Hélder Câmara, pequeño de estatura, pero gigante en serenidad, juntó sus manos temblorosas y sonrió con dulzura:

—Tú eres la Paz que nace de la Justicia, el Pastor de los arrabales. Eres quien nos recuerda que si damos pan al pobre nos llaman santos, pero si preguntamos por qué no tiene pan, nos llaman comunistas. Pero yo sé de quién me he fiado, Señor…

Un teólogo de palabra clara y mirada profunda, José María Castillo, intervino con la firmeza del Evangelio despojado de oropeles clericales:

—Tú eres la subversión de los poderes religiosos y políticos. Eres el Dios humanizado que antepuso la compasión al culto del templo, el que nos enseñó que el único dogma verdaderamente sagrado es la dignidad del ser humano y no los tinglados que a veces montamos.

Finalmente, el Papa Francisco, vistiendo su sencilla sotana blanca, dio un paso adelante.

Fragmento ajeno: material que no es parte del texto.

//! Bucket endpoints under `/storage/v1/bucket`.

use std::sync::Arc;

use axum::extract::{Path, Query, State};
use axum::{Extension, Json};
use bytes::Bytes;
use serde::Deserialize;

use super::{parse_json, parse_json_or_default};
use crate::auth::AuthContext;
use crate::errors::ApiError;
use crate::metadata::store::{BucketPatch, BucketRecord};
use crate::services::bucket::CreateBucketRequest;
use crate::AppState;

/// Query parameters for listing buckets.
#[derive(Debug, Default, Deserialize)]
pub struct ListBucketsParams {
    pub limit: Option<u32>,
    pub offset: Option<u32>,
    pub search: Option<String>,
}

/// Body of `POST /bucket`.
#[derive(Debug, Default, Deserialize)]
pub struct CreateBucketBody {
    pub id: Option<String>,
    #[serde(default)]
    pub name: String,
    #[serde(default)]
    pub public: bool,
    pub file_size_limit: Option<u64>,
    pub allowed_mime_types: Option<Vec<String>>,
}

/// Body of `PUT /bucket/{id}`.
#[derive(Debug, Default, Deserialize)]
pub struct UpdateBucketBody {
    pub public: Option<bool>,
    pub file_size_limit: Option<u64>,
    pub allowed_mime_types: Option<Vec<String>>,
}

/// `GET /storage/v1/bucket` -- list buckets.
#[utoipa::path(
    get,
    path = "/storage/v1/bucket",
    tag = "Bucket",
    operation_id = "ListBuckets",
    params(
        ("limit" = Option<u32>, Query, description = "Page size (default 100)"),
        ("offset" = Option<u32>, Query, description = "Page offset"),
        ("search" = Option<String>, Query, description = "Substring filter"),
    ),
    responses((status = 200, description = "Buckets, name-ascending"))
)]
pub async fn list_buckets(
    State(state): State<Arc<AppState>>,
    Query(params): Query<ListBucketsParams>,
) -> Result<Json<Vec<BucketRecord>>, ApiError> {
    let buckets = state
        .buckets
        .list(params.limit, params.offset, params.search.as_deref())
        .await?;
    Ok(Json(buckets))
}

/// `POST /storage/v1/bucket` -- create a bucket.
#[utoipa::path(
    post,
    path = "/storage/v1/bucket",
    tag = "Bucket",
    operation_id = "CreateBucket",
    request_body = String,
    responses(
        (status = 200, description = "Bucket created"),
        (status = 400, description = "Invalid or duplicate name")
    )
)]
pub async fn create_bucket(
    State(state): State<Arc<AppState>>,
    Extension(auth): Extension<AuthContext>,
    body: Bytes,
) -> Result<Json<serde_json::Value>, ApiError> {
    let body: CreateBucketBody = parse_json(&body)?;
    let bucket = state
        .buckets
        .create(
            CreateBucketRequest {
                id: body.id,
                name: body.name,
                public: body.public,
                file_size_limit: body.file_size_limit,
                allowed_mime_types: body.allowed_mime_types,
            },
            auth.user_id.clone(),
        )
        .await?;
    Ok(Json(serde_json::json!({ "name": bucket.name })))
}

/// `GET /storage/v1/bucket/{id}` -- fetch one bucket.
#[utoipa::path(
    get,
    path = "/storage/v1/bucket/{id}",
    tag = "Bucket",
    operation_id = "GetBucket",
    params(("id" = String, Path, description = "Bucket id")),
    responses(
        (status = 200, description = "Bucket"),
        (status = 404, description = "Unknown bucket")
    )
)]
pub async fn get_bucket(
    State(state): State<Arc<AppState>>,
    Path(id): Path<String>,
) -> Result<Json<BucketRecord>, ApiError> {
    Ok(Json(state.buckets.get(&id).await?))
}

/// `PUT /storage/v1/bucket/{id}` -- update bucket settings.
#[utoipa::path(
    put,
    path = "/storage/v1/bucket/{id}",
    tag = "Bucket",
    operation_id = "UpdateBucket",
    request_body = String,
    params(("id" = String, Path, description = "Bucket id")),
    responses(
        (status = 200, description = "Updated bucket"),
        (status = 404, description = "Unknown bucket")
    )
)]
pub async fn update_bucket(
    State(state): State<Arc<AppState>>,
    Path(id): Path<String>,
    body: Bytes,
) -> Result<Json<BucketRecord>, ApiError> {
    let body: UpdateBucketBody = parse_json_or_default(&body)?;
    let bucket = state
        .buckets
        .update(
            &id,
            BucketPatch {
                public: body.public,
                file_size_limit: body.file_size_limit,
                allowed_mime_types: body.allowed_mime_types,
            },
        )
        .await?;
    Ok(Json(bucket))
}

/// `DELETE /storage/v1/bucket/{id}` -- delete an empty bucket.
#[utoipa::path(
    delete,
    path = "/storage/v1/bucket/{id}",
    tag = "Bucket",
    operation_id = "DeleteBucket",
    params(("id" = String, Path, description = "Bucket id")),
    responses(
        (status = 200, description = "Bucket deleted"),
        (status = 400, description = "Bucket not empty"),
        (status = 404, description = "Unknown bucket")
    )
)]
pub async fn delete_bucket(
    State(state): State<Arc<AppState>>,
    Path(id): Path<String>,
) -> Result<Json<serde_json::Value>, ApiError> {
    state.buckets.delete(&id, false).await?;
    Ok(Json(serde_json::json!({ "message": "Successfully deleted" })))
}

/// `POST /storage/v1/bucket/{id}/empty` -- remove every object.
#[utoipa::path(
    post,
    path = "/storage/v1/bucket/{id}/empty",
    tag = "Bucket",
    operation_id = "EmptyBucket",
    params(("id" = String, Path, description = "Bucket id")),
    responses(
        (status = 200, description = "Bucket emptied"),
        (status = 404, description = "Unknown bucket")
    )
)]
pub async fn empty_bucket(
    State(state): State<Arc<AppState>>,
    Path(id): Path<String>,
) -> Result<Json<serde_json::Value>, ApiError> {
    state.buckets.empty(&id).await?;
    Ok(Json(serde_json::json!({ "message": "Successfully emptied" })))
}
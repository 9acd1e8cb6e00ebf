//! End-to-end template service tests against a real template directory.

use std::fs;

use chrono::{TimeZone, Utc};
use kiln_core::ContentRecord;
use kiln_templates::{RenderContext, TemplateError, TemplateService, TeraTemplates};
use serde_json::json;
use tempfile::TempDir;

fn write(dir: &TempDir, name: &str, body: &str) {
    let path = dir.path().join(name);
    if let Some(parent) = path.parent() {
        fs::create_dir_all(parent).expect("mkdir");
    }
    fs::write(path, body).expect("write template");
}

fn site_templates() -> TempDir {
    let dir = TempDir::new().expect("tempdir");
    write(
        &dir,
        "base.ftl",
        "<html><body>{% block body %}{% endblock body %}<footer>kiln {{ version }}</footer></body></html>",
    );
    write(
        &dir,
        "post.ftl",
        "{% extends \"base.ftl\" %}{% block body %}<h1>{{ content.title }}</h1>{{ content.body | safe }}{% endblock body %}",
    );
    write(
        &dir,
        "index.ftl",
        "{% for post in posts %}<a href=\"{{ post.uri }}\">{{ post.title }}</a>{% endfor %}",
    );
    write(
        &dir,
        "feed.ftl",
        "<updated>{{ pubdate | date(format=\"%Y-%m-%d\") }}</updated>{% for post in posts %}<entry>{{ post.title }}</entry>{% endfor %}",
    );
    write(
        &dir,
        "tags.ftl",
        "<h1>{{ tag }}</h1><p>{{ posts | length }} posts</p>",
    );
    dir
}

fn post(title: &str, uri: &str) -> ContentRecord {
    ContentRecord::new()
        .with("file", format!("/site/content/{uri}.md"))
        .with("type", "post")
        .with("status", "published")
        .with("title", title)
        .with("uri", uri)
        .with("body", "<p>body</p>")
        .with("tags", json!(["rust"]))
}

fn render(templates: &TeraTemplates, name: &str, ctx: &RenderContext<'_>) -> String {
    let compiled = templates.compile(name).expect("compile");
    String::from_utf8(templates.render(&compiled, ctx).expect("render")).expect("utf8")
}

#[test]
fn content_page_uses_inheritance_and_version() {
    let dir = site_templates();
    let templates = TeraTemplates::from_dir(dir.path()).expect("load");
    let rec = post("Hello", "blog/hello");

    let html = render(&templates, "post.ftl", &RenderContext::for_content("2.6.4", &rec));
    assert!(html.contains("<h1>Hello</h1>"), "{html}");
    assert!(html.contains("<p>body</p>"), "body must not be escaped: {html}");
    assert!(html.contains("kiln 2.6.4"), "{html}");
}

#[test]
fn index_lists_posts_in_order() {
    let dir = site_templates();
    let templates = TeraTemplates::from_dir(dir.path()).expect("load");
    let posts = vec![post("First", "a"), post("Second", "b")];

    let html = render(&templates, "index.ftl", &RenderContext::for_posts("1", &posts));
    assert_eq!(html, "<a href=\"a\">First</a><a href=\"b\">Second</a>");
}

#[test]
fn feed_formats_pubdate() {
    let dir = site_templates();
    let templates = TeraTemplates::from_dir(dir.path()).expect("load");
    let posts = vec![post("First", "a")];
    let when = Utc.with_ymd_and_hms(2013, 6, 9, 8, 30, 0).unwrap();

    let xml = render(
        &templates,
        "feed.ftl",
        &RenderContext::for_posts("1", &posts).with_pubdate(when),
    );
    assert_eq!(xml, "<updated>2013-06-09</updated><entry>First</entry>");
}

#[test]
fn tag_page_sees_raw_tag_name() {
    let dir = site_templates();
    let templates = TeraTemplates::from_dir(dir.path()).expect("load");
    let posts = vec![post("First", "a"), post("Second", "b")];

    let html = render(
        &templates,
        "tags.ftl",
        &RenderContext::for_posts("1", &posts).with_tag(" C++ Tips "),
    );
    assert_eq!(html, "<h1> C++ Tips </h1><p>2 posts</p>");
}

#[test]
fn feed_without_pubdate_is_render_error() {
    let dir = site_templates();
    let templates = TeraTemplates::from_dir(dir.path()).expect("load");
    let posts = vec![post("First", "a")];
    let compiled = templates.compile("feed.ftl").expect("compile");

    let err = templates
        .render(&compiled, &RenderContext::for_posts("1", &posts))
        .unwrap_err();
    assert!(matches!(err, TemplateError::Render { .. }), "got: {err}");
    assert!(err.to_string().contains("feed.ftl"), "got: {err}");
}

#[test]
fn archive_template_absent_is_not_found() {
    let dir = site_templates();
    let templates = TeraTemplates::from_dir(dir.path()).expect("load");
    let err = templates.compile("archive.ftl").unwrap_err();
    assert!(matches!(err, TemplateError::NotFound { ref name } if name == "archive.ftl"));
}
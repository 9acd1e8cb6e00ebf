//! Content types handed to the rendering stage by the parser.
//!
//! A [`ContentRecord`] is an open key/value map: only `file`, `type` and
//! `status` carry meaning here, every other key is passed to templates as-is.

use std::collections::BTreeMap;
use std::fmt;
use std::str::FromStr;

use serde::{Deserialize, Serialize};
use serde_json::{Map, Value};

use crate::error::ContentError;

pub const FILE_KEY: &str = "file";
pub const TYPE_KEY: &str = "type";
pub const STATUS_KEY: &str = "status";
pub const TAGS_KEY: &str = "tags";

// ---------------------------------------------------------------------------
// Status
// ---------------------------------------------------------------------------

/// Publication status of a content record.
#[derive(Debug, Clone, Copy, PartialEq, Eq, Hash, Serialize, Deserialize)]
#[serde(rename_all = "lowercase")]
pub enum Status {
    Draft,
    Published,
}

impl fmt::Display for Status {
    fn fmt(&self, f: &mut fmt::Formatter<'_>) -> fmt::Result {
        match self {
            Status::Draft => write!(f, "draft"),
            Status::Published => write!(f, "published"),
        }
    }
}

impl FromStr for Status {
    type Err = ContentError;

    fn from_str(s: &str) -> Result<Self, Self::Err> {
        match s {
            "draft" => Ok(Status::Draft),
            "published" => Ok(Status::Published),
            other => Err(ContentError::UnknownStatus {
                status: other.to_string(),
            }),
        }
    }
}

// ---------------------------------------------------------------------------
// ContentRecord
// ---------------------------------------------------------------------------

/// One parsed source document.
#[derive(Debug, Clone, PartialEq, Default, Serialize, Deserialize)]
#[serde(transparent)]
pub struct ContentRecord(pub Map<String, Value>);

impl ContentRecord {
    pub fn new() -> Self {
        Self::default()
    }

    /// Builder-style insert.
    pub fn with(mut self, key: impl Into<String>, value: impl Into<Value>) -> Self {
        self.0.insert(key.into(), value.into());
        self
    }

    pub fn get(&self, key: &str) -> Option<&Value> {
        self.0.get(key)
    }

    pub fn get_str(&self, key: &str) -> Option<&str> {
        self.0.get(key).and_then(Value::as_str)
    }

    /// Original source path (`file`).
    pub fn file(&self) -> Result<&str, ContentError> {
        self.required(FILE_KEY)
    }

    /// Template selector (`type`).
    pub fn content_type(&self) -> Result<&str, ContentError> {
        self.required(TYPE_KEY)
    }

    /// Parsed `status`.
    pub fn status(&self) -> Result<Status, ContentError> {
        self.required(STATUS_KEY)?.parse()
    }

    /// `true` only for an explicit `published` status.
    pub fn is_published(&self) -> bool {
        matches!(self.status(), Ok(Status::Published))
    }

    /// Tags declared on the record.
    ///
    /// Accepts either a JSON array of strings or a single comma-separated
    /// string. Entries are trimmed; empty entries are dropped.
    pub fn tags(&self) -> Vec<String> {
        let raw: Vec<&str> = match self.0.get(TAGS_KEY) {
            Some(Value::Array(items)) => items.iter().filter_map(Value::as_str).collect(),
            Some(Value::String(s)) => s.split(',').collect(),
            _ => Vec::new(),
        };
        raw.into_iter()
            .map(str::trim)
            .filter(|t| !t.is_empty())
            .map(str::to_string)
            .collect()
    }

    fn required(&self, field: &'static str) -> Result<&str, ContentError> {
        self.get_str(field)
            .ok_or(ContentError::MissingField { field })
    }
}

impl From<Map<String, Value>> for ContentRecord {
    fn from(map: Map<String, Value>) -> Self {
        Self(map)
    }
}

// ---------------------------------------------------------------------------
// TagIndex
// ---------------------------------------------------------------------------

/// Tag name → records carrying that tag, in record order.
///
/// Keys iterate lexicographically so tag pages are produced in a stable order.
#[derive(Debug, Clone, PartialEq, Default, Serialize, Deserialize)]
#[serde(transparent)]
pub struct TagIndex(pub BTreeMap<String, Vec<ContentRecord>>);

impl TagIndex {
    pub fn new() -> Self {
        Self::default()
    }

    /// Group `records` by each of their [`ContentRecord::tags`].
    pub fn from_records(records: &[ContentRecord]) -> Self {
        let mut index = Self::new();
        for record in records {
            for tag in record.tags() {
                index.push(tag, record.clone());
            }
        }
        index
    }

    /// Append a record under `tag`.
    pub fn push(&mut self, tag: impl Into<String>, record: ContentRecord) {
        self.0.entry(tag.into()).or_default().push(record);
    }

    pub fn get(&self, tag: &str) -> Option<&[ContentRecord]> {
        self.0.get(tag).map(Vec::as_slice)
    }

    pub fn iter(&self) -> impl Iterator<Item = (&String, &Vec<ContentRecord>)> {
        self.0.iter()
    }

    pub fn len(&self) -> usize {
        self.0.len()
    }

    pub fn is_empty(&self) -> bool {
        self.0.is_empty()
    }
}

impl FromIterator<(String, Vec<ContentRecord>)> for TagIndex {
    fn from_iter<I: IntoIterator<Item = (String, Vec<ContentRecord>)>>(iter: I) -> Self {
        Self(iter.into_iter().collect())
    }
}

// ---------------------------------------------------------------------------
// Tests
// ---------------------------------------------------------------------------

Con voz pausada y mirada atenta al sufrimiento del mundo, dijo:

—Tú eres el rostro de la misericordia del Padre. Eres el Dios que nos pide una Iglesia pobre para los pobres, una Iglesia en salida que no tema mancharse con el barro de la historia y que clame contra esta economía que mata. Eres la certeza de que el llanto de la tierra y el llanto de los pobres no le son indiferentes al Cielo.

Jesús recorrió la mirada por cada uno de ellos. Vio sus ropas sencillas, sus manos desgastadas, sus arrugas talladas por el compromiso y la entrega total. Sonrió con la compasión del Señor de la Vida y dijo:

—Sobre estas vidas entregadas hasta el extremo por el Reino, y sobre tantas otras que hoy siguen encendiendo la esperanza en los márgenes de la tierra, quiero seguir construyendo mi Iglesia.